Antonino Zichichi, pioneiro no estudo da antimatéria, morre aos 96 anos
O físico e pesquisador italiano Antonino Zichichi, referência internacional em física de partículas e responsável por contribuições decisivas à área, morreu nesta segunda-feira, 9, aos 96 anos.
Natural de Trapani, no sul da Itália, Zichichi ficou conhecido não apenas por sua trajetória científica, mas também por sua postura combativa contra a astrologia e outras formas de superstição, que costumava classificar como uma “Hiroshima cultural”.
Apesar do reconhecimento acadêmico, o cientista foi uma figura controversa dentro da comunidade científica. Católico convicto, Zichichi fazia críticas contundentes à teoria da evolução darwiniana, que considerava insuficientemente comprovada, e adotava uma posição negacionista em relação à influência humana nas mudanças climáticas. Segundo ele, os modelos matemáticos usados para sustentar essas conclusões não eram confiáveis.
No campo científico, liderou a equipe que observou pela primeira vez o antideutéron, uma partícula de antimatéria formada por um antipróton e um antinêutron. Também esteve à frente de pesquisas pioneiras sobre colisões entre matéria e antimatéria, conduzidas na Universidade de Bolonha, onde era professor emérito.

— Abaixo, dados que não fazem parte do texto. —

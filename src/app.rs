//! Planmate Frontend App
//!
//! Wires the context, the schedule store and the top-level layout.

use std::rc::Rc;

use leptos::prelude::*;
use leptos::task::spawn_local;

use crate::api::{HttpApi, ScheduleApi, ScheduleQuery};
use crate::components::{NewScheduleForm, ScheduleBoard, SkillFormModal, StatsPanel, ToastTray};
use crate::context::AppContext;
use crate::store::{fetch_categories_on, fetch_schedules_on, ScheduleStore, StoreSignal};

/// Base path the backend is mounted under
const API_BASE: &str = "/api";

#[component]
pub fn App() -> impl IntoView {
    let ctx = AppContext::new();
    provide_context(ctx);

    let api: Rc<dyn ScheduleApi> = Rc::new(HttpApi::new(API_BASE));
    let store: StoreSignal = RwSignal::new_local(ScheduleStore::new(api, ctx.notifier()));
    provide_context(store);

    let show_skill_form = RwSignal::new(false);

    // session handling lives outside this crate; the gate defaults on
    ctx.authenticated.set(true);

    // load schedules and categories whenever the session gate flips;
    // the helpers claim `loading` and the category flag on the signal
    // before awaiting, so the board can render the in-flight state
    Effect::new(move |_| {
        let authenticated = ctx.authenticated.get();
        store.update(|s| s.set_authenticated(authenticated));
        spawn_local(async move {
            fetch_schedules_on(store, ScheduleQuery::default()).await;
            let _ = fetch_categories_on(store).await;
        });
    });

    view! {
        <div class="app-layout">
            <header class="app-header">
                <h1>"Planmate"</h1>
                <button class="primary-btn" on:click=move |_| show_skill_form.set(true)>
                    "+ Add skill"
                </button>
            </header>

            <StatsPanel />

            <main class="main-content">
                <NewScheduleForm />
                <ScheduleBoard />
            </main>

            <SkillFormModal open=show_skill_form />
            <ToastTray />
        </div>
    }
}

A morte do físico foi lamentada por autoridades italianas. Em nota, a primeira-ministra Giorgia Meloni afirmou que Zichichi foi “um gigante do nosso tempo”, destacando sua importância para a ciência e sua capacidade de tornar acessíveis temas considerados complexos. Meloni ressaltou ainda que o pesquisador sempre defendeu a ideia de que razão e fé não são opostas, mas podem caminhar juntas.